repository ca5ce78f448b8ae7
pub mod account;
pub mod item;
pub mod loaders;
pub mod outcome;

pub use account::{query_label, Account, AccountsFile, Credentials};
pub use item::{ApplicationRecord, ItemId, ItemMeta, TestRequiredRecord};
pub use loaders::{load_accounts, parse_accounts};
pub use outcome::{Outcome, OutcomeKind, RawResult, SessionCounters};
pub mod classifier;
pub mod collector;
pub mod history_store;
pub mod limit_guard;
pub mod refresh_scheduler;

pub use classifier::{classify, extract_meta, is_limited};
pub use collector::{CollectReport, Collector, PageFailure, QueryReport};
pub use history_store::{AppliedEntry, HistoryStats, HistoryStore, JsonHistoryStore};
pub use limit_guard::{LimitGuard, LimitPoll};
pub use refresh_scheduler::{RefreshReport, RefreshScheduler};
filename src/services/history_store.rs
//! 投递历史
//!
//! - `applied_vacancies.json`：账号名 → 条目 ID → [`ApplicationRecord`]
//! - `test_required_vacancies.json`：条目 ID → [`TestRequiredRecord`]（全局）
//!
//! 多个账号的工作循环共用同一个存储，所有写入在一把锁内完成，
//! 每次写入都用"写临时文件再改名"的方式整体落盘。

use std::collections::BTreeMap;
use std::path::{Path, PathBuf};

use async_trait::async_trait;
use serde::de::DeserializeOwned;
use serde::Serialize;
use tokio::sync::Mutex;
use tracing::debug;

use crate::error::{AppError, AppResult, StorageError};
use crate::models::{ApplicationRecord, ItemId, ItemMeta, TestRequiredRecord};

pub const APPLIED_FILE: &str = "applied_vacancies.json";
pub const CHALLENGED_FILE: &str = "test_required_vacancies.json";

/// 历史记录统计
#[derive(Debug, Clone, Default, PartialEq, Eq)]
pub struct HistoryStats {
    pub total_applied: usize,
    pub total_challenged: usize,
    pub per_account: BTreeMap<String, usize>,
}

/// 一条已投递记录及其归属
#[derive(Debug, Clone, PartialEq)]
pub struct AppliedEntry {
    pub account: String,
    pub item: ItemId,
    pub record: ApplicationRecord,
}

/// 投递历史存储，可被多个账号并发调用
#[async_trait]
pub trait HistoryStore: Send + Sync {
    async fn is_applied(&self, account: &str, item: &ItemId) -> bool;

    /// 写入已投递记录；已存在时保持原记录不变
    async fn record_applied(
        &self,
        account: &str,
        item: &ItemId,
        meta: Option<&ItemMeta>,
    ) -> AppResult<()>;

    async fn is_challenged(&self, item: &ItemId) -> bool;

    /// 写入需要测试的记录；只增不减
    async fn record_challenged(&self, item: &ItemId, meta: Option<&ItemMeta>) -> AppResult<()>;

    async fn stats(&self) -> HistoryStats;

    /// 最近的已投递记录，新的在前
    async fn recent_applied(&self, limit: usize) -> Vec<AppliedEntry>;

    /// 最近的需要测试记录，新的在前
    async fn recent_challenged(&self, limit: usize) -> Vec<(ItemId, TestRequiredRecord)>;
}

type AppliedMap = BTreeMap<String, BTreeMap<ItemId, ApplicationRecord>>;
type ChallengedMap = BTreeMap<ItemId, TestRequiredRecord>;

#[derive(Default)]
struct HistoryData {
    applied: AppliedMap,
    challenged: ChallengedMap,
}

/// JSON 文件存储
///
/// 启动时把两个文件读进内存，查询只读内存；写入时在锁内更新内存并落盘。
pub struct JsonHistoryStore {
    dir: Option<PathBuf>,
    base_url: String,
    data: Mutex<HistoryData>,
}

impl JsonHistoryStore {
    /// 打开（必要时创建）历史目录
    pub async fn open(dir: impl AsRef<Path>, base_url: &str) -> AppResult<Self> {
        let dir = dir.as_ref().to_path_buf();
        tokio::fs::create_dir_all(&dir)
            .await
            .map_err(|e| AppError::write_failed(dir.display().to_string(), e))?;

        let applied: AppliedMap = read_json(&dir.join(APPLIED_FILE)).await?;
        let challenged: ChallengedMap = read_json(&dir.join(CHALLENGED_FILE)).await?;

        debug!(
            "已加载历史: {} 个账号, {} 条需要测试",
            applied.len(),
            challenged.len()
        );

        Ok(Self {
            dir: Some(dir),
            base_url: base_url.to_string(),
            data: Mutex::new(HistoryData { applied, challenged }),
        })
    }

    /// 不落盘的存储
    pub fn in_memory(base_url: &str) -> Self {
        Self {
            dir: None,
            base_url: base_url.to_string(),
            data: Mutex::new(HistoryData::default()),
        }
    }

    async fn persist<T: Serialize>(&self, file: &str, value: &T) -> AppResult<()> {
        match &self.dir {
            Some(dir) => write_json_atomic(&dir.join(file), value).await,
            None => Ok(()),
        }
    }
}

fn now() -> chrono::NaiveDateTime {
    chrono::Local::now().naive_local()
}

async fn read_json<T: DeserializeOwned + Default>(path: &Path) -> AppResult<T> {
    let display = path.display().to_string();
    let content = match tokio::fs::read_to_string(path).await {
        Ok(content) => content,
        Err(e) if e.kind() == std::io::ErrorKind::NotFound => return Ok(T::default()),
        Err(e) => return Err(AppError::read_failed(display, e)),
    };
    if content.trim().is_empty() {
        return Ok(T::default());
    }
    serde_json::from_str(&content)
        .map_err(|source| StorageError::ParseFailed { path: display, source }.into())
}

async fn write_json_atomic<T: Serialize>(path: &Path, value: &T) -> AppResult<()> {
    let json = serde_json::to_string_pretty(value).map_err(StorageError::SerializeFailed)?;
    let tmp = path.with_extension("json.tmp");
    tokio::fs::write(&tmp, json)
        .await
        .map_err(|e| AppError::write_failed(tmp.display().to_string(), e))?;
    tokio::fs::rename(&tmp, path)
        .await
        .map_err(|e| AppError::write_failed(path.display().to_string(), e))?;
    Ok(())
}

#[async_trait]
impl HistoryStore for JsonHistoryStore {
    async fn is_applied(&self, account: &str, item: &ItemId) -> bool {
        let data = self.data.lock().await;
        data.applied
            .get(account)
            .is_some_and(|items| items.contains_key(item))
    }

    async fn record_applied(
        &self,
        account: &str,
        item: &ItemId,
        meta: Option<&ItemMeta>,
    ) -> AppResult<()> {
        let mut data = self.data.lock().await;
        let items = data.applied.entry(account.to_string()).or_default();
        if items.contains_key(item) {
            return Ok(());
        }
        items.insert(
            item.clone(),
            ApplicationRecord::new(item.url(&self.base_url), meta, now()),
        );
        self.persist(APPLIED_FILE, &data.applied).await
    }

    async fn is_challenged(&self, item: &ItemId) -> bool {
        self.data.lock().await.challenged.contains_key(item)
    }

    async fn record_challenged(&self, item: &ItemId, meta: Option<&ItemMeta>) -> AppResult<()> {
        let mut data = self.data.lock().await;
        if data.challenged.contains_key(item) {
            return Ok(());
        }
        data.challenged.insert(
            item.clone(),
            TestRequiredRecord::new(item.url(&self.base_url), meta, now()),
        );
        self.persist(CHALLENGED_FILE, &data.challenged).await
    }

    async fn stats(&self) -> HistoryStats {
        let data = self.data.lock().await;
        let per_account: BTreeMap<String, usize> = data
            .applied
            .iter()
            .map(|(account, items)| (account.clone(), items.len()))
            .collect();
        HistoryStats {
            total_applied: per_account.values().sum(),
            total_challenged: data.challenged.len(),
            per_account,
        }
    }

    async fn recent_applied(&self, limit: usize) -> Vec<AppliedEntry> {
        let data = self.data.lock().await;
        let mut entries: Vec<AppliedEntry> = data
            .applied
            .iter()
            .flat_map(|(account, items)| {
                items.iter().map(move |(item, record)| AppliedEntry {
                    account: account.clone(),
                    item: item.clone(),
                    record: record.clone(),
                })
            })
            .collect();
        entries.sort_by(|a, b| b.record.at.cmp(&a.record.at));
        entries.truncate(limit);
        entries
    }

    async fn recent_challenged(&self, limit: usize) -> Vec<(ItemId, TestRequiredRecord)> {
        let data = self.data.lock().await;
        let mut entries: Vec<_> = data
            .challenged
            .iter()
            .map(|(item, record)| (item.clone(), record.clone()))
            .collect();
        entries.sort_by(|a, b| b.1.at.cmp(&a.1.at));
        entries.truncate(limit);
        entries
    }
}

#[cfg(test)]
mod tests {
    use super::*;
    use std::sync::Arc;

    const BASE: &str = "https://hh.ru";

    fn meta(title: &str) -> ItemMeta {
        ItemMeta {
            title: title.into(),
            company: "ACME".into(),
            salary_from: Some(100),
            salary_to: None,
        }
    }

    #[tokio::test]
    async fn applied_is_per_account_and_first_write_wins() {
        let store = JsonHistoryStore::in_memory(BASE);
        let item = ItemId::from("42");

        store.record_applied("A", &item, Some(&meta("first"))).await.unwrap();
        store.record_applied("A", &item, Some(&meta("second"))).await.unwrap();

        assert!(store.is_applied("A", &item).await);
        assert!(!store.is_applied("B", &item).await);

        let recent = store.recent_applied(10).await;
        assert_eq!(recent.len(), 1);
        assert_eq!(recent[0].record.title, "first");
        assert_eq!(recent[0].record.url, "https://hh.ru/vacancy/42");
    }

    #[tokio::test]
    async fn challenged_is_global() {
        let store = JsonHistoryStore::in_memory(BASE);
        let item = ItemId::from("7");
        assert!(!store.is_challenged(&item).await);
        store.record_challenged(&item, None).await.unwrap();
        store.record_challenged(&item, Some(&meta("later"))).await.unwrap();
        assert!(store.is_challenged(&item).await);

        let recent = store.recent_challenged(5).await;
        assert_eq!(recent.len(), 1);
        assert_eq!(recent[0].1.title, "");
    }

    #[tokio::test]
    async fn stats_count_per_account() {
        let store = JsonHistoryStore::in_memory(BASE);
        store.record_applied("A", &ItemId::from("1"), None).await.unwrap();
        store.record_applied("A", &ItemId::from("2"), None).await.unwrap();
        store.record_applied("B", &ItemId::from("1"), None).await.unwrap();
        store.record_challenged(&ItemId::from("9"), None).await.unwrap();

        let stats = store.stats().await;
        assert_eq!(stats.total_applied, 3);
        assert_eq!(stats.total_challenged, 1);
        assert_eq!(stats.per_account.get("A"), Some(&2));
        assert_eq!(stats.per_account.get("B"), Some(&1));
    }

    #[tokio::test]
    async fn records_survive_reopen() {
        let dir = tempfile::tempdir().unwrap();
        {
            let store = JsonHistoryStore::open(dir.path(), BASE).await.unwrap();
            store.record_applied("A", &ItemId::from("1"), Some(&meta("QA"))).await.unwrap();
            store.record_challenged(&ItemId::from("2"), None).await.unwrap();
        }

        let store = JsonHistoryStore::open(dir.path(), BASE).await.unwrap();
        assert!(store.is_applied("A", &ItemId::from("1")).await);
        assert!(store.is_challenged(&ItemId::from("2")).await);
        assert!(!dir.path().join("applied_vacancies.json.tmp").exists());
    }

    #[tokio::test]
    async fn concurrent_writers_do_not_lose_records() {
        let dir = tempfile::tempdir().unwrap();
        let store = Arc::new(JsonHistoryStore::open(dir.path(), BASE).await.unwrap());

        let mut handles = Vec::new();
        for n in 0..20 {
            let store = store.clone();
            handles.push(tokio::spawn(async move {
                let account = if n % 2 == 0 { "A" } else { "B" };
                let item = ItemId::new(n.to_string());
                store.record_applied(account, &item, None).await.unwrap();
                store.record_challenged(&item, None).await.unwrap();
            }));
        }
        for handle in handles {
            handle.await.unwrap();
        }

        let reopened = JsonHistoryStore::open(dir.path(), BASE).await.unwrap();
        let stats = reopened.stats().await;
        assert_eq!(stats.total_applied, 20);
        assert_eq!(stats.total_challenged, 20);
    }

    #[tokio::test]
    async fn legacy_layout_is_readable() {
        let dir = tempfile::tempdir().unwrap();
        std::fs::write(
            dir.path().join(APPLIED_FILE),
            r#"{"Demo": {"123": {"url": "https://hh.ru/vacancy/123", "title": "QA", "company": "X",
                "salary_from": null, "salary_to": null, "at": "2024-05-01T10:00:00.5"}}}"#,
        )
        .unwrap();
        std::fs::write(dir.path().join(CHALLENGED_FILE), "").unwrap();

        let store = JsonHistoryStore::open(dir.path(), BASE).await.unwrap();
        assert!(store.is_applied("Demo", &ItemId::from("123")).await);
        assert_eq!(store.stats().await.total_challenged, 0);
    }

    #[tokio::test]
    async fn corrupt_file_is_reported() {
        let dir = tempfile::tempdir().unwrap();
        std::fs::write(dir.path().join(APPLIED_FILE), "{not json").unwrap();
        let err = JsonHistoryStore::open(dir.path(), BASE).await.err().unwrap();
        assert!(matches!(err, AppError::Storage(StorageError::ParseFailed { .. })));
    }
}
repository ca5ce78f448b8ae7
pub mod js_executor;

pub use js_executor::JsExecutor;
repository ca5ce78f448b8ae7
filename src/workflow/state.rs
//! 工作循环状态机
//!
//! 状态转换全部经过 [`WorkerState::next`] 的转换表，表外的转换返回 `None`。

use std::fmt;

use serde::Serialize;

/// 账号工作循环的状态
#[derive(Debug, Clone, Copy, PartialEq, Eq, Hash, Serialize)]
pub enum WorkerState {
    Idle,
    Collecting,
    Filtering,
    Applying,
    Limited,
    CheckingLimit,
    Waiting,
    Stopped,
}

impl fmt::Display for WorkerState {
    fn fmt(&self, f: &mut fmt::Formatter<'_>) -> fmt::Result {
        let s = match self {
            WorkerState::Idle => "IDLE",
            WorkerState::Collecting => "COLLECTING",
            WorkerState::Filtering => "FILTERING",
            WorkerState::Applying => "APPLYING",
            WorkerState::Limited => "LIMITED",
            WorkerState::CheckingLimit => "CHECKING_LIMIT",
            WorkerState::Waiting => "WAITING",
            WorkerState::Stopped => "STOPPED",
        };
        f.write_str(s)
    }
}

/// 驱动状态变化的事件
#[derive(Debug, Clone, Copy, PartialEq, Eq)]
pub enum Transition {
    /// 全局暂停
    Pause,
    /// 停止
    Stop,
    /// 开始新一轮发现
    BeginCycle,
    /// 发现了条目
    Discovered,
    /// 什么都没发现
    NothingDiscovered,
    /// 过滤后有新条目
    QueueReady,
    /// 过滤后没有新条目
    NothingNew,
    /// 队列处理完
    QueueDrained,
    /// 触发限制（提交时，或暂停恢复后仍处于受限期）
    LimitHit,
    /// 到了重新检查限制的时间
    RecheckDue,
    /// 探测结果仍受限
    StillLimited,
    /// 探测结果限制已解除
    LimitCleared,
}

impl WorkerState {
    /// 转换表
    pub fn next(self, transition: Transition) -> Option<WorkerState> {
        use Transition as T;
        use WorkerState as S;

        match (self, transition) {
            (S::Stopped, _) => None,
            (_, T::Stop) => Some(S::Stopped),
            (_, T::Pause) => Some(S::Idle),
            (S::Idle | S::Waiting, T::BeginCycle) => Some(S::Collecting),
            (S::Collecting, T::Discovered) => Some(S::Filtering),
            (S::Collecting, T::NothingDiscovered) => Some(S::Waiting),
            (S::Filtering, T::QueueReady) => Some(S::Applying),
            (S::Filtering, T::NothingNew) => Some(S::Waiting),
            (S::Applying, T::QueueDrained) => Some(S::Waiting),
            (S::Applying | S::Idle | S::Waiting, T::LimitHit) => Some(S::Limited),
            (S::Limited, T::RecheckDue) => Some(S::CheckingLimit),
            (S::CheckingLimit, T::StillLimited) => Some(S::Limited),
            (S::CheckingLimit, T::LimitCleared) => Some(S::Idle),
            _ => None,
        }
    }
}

━━━

TASK DESCRIPTION
Go through the entries above and copy out every line that includes the word "AppliedMap".

EXERCISE RESULT
type AppliedMap = BTreeMap<String, BTreeMap<ItemId, ApplicationRecord>>;
    applied: AppliedMap,
        let applied: AppliedMap = read_json(&dir.join(APPLIED_FILE)).await?;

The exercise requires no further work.